In recent years, prospective investment funds and other institutions have observed "value" in a life insurance's asset-liability structure. The company's balance sheet is viewed as an "investment vehicle": a large investment portfolio counterbalanced by  the expected payouts to beneficiaries. They compute the "embedded value" of the life-insurance portfolio, accounting also for the premiums that will be continued to be paid over a long term. (Embedded value = (present value) premiums earned each year + expected annual returns in the investment portfolio - accrued interest on benefits liabilities and policyholder deposits - beneficiary payouts.) 

Such funds or institutions will acquire a life insurer or the net assets related to embedded value, not to become life-insurance operators, but to get access to the portfolio and to have the ability to reallocate assets in the portfolio based on market opportunities. 

For all insurance companies, in the analysis of debt, analysts review the purpose of debt and assess whether leverage is too high based on metrics and based on whether cash flows are adequate to cover related obligations (especially interest expense). In general, most companies will seek to refinance long-term debt at maturity.

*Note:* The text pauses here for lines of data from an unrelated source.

// src/main.rs

use anyhow::{Context, Result};
use clap::{Parser, Subcommand};
use sonar_assist::calibration::{CalibrationStore, DepthCalibrator, YamlCalibrationStore};
use sonar_assist::frame_source::open_source;
use sonar_assist::pipeline::{PipelineOrchestrator, RunMode};
use sonar_assist::remote_classifier::{DisabledClassifier, RemoteClassifier, VisionContext};
use sonar_assist::report::{AnalysisReport, FrameReport};
use sonar_assist::sinks::{speech_from_argv, AnnotatedFrameWriter};
use sonar_assist::types::Config;
use std::path::{Path, PathBuf};
use std::sync::Arc;
use tokio::sync::watch;
use tracing::{info, warn};
use tracing_subscriber::EnvFilter;

#[derive(Parser)]
#[command(name = "sonar-assist")]
#[command(about = "Fishfinder mark detection with spoken fishing cues", long_about = None)]
#[command(version)]
struct Cli {
    /// YAML config file; also holds the depth calibration
    #[arg(long, short, default_value = "config.yaml", global = true)]
    config: PathBuf,

    #[command(subcommand)]
    command: Commands,
}

#[derive(Subcommand)]
enum Commands {
    /// Process a recording as fast as possible and write a JSON report
    Analyze {
        /// Image file, directory of frames, or video file
        input: PathBuf,

        /// Frame rate of the recording
        #[arg(long)]
        fps: Option<f64>,

        /// Voice cues while analysing
        #[arg(long)]
        speak: bool,

        /// Skip the remote vision classifier
        #[arg(long)]
        no_classifier: bool,
    },

    /// Real-time loop with voice cues; Ctrl-C stops
    Watch {
        input: PathBuf,

        /// Processing rate (defaults to capture.target_fps)
        #[arg(long)]
        fps: Option<f64>,
    },

    /// Set the depth scale from two reference ticks and save it
    Calibrate {
        #[arg(long)]
        top_pixel: f64,
        #[arg(long)]
        top_depth: f64,
        #[arg(long)]
        bottom_pixel: f64,
        #[arg(long)]
        bottom_depth: f64,
    },

    /// Print the depth for a pixel row
    Depth { pixel: f64 },
}

#[tokio::main]
async fn main() -> Result<()> {
    let cli = Cli::parse();
    let config_found = cli.config.exists();
    let config = Config::load_or_default(&cli.config)?;

    let filter = EnvFilter::try_from_default_env()
        .unwrap_or_else(|_| EnvFilter::new(&config.logging.level));
    tracing_subscriber::fmt().with_env_filter(filter).init();

    if !config_found {
        warn!("Config {} not found, using defaults", cli.config.display());
    }

    match cli.command {
        Commands::Analyze {
            input,
            fps,
            speak,
            no_classifier,
        } => analyze(config, &input, fps, speak, no_classifier).await,
        Commands::Watch { input, fps } => watch(config, &input, fps).await,
        Commands::Calibrate {
            top_pixel,
            top_depth,
            bottom_pixel,
            bottom_depth,
        } => calibrate(&cli.config, (top_pixel, top_depth), (bottom_pixel, bottom_depth)),
        Commands::Depth { pixel } => {
            let calibrator = DepthCalibrator::new(config.depth_map);
            println!("{:.1} ft", calibrator.pixel_to_depth(pixel));
            Ok(())
        }
    }
}

// ============================================================================
// COMMANDS
// ============================================================================

async fn analyze(
    config: Config,
    input: &Path,
    fps: Option<f64>,
    speak: bool,
    no_classifier: bool,
) -> Result<()> {
    info!("🐟 Sonar assist: batch analysis");

    let fps = fps.unwrap_or(config.capture.target_fps);
    let source = open_source(input, fps)?;
    let report_fps = source.nominal_fps();

    let mut orchestrator = build_orchestrator(&config, !no_classifier)?;
    if speak {
        orchestrator =
            orchestrator.with_speech(speech_from_argv(config.speech.command.as_deref()));
    }

    let mut frames = Vec::new();
    orchestrator
        .run(source, RunMode::Batch, |ctx| {
            frames.push(FrameReport::from_context(&ctx, report_fps));
        })
        .await?;

    let report = AnalysisReport::new(input.display().to_string(), report_fps, frames);
    report.log_summary();

    if config.output.write_report {
        let path = Path::new(&config.output.dir).join(report_file_name(input));
        report.write_json(&path)?;
    }
    Ok(())
}

async fn watch(config: Config, input: &Path, fps: Option<f64>) -> Result<()> {
    info!("🐟 Sonar assist: watching (Ctrl-C to stop)");

    let fps = fps.unwrap_or(config.capture.target_fps);
    let source = open_source(input, fps)?;

    let mut orchestrator = build_orchestrator(&config, true)?
        .with_speech(speech_from_argv(config.speech.command.as_deref()));
    orchestrator.set_nominal_fps(Some(fps));

    orchestrator
        .run(source, RunMode::Paced { fps }, |ctx| {
            if let Some(rec) = &ctx.recommendation {
                info!(
                    "Frame {}: {}{}",
                    ctx.frame_index,
                    rec.text,
                    if ctx.spoken { "" } else { " (suppressed)" }
                );
            }
        })
        .await
}

fn calibrate(config_path: &Path, top: (f64, f64), bottom: (f64, f64)) -> Result<()> {
    let store = YamlCalibrationStore::new(config_path);
    let mut calibrator = DepthCalibrator::from_store(&store);
    calibrator
        .calibrate_and_save(top, bottom, &store)
        .context("Failed to save calibration")?;

    let saved = store
        .load()?
        .context("Calibration missing after save")?;
    let (lo, hi) = DepthCalibrator::new(saved).depth_range();
    println!(
        "Calibrated: {:.0}px = {:.1}ft, {:.0}px = {:.1}ft (range {:.1}-{:.1} ft)",
        top.0, top.1, bottom.0, bottom.1, lo, hi
    );
    Ok(())
}

// ============================================================================
// WIRING
// ============================================================================

fn build_orchestrator(config: &Config, want_classifier: bool) -> Result<PipelineOrchestrator> {
    let classifier: Arc<dyn RemoteClassifier> =
        if want_classifier && config.classifier.use_classifier {
            match VisionContext::from_config(&config.classifier) {
                Ok(ctx) => Arc::new(ctx),
                Err(e) => {
                    warn!("Vision classifier unavailable: {}", e);
                    Arc::new(DisabledClassifier)
                }
            }
        } else {
            Arc::new(DisabledClassifier)
        };

    let calibrator = DepthCalibrator::new(config.depth_map);
    let mut orchestrator = PipelineOrchestrator::new(config.clone(), classifier, calibrator)
        .with_shutdown(install_ctrl_c());

    if config.output.save_annotated {
        let dir = Path::new(&config.output.dir).join("annotated");
        let writer = AnnotatedFrameWriter::new(&dir, config.cv.density_thr)?;
        info!("✓ Annotated frames → {}", dir.display());
        orchestrator = orchestrator.with_overlay(Box::new(writer));
    }

    Ok(orchestrator)
}

fn install_ctrl_c() -> watch::Receiver<bool> {
    let (tx, rx) = watch::channel(false);
    tokio::spawn(async move {
        if tokio::signal::ctrl_c().await.is_ok() {
            info!("Ctrl-C received; stopping");
            let _ = tx.send(true);
        }
    });
    rx
}

fn report_file_name(input: &Path) -> String {
    let stem = input
        .file_stem()
        .and_then(|s| s.to_str())
        .unwrap_or("analysis");
    format!("{}_report.json", stem)
}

Cash flows from operations (after payment of claims and infrastructure expenditures) will be funneled into the investment portfolio, but may also be used to fund growth and expansion and reward shareholders via dividends or share buybacks.

At such point, as with the assessment of corporates, the assessment of an insurer becomes an observation and projection of cash flows. For public companies, it too becomes of an assessment of what is the best and most prudent use of operating cash flow: reinvest in the operation, maintain cash reserves for emergency purposes, pay out the cash as rewards to shareholders (dividends and buybacks).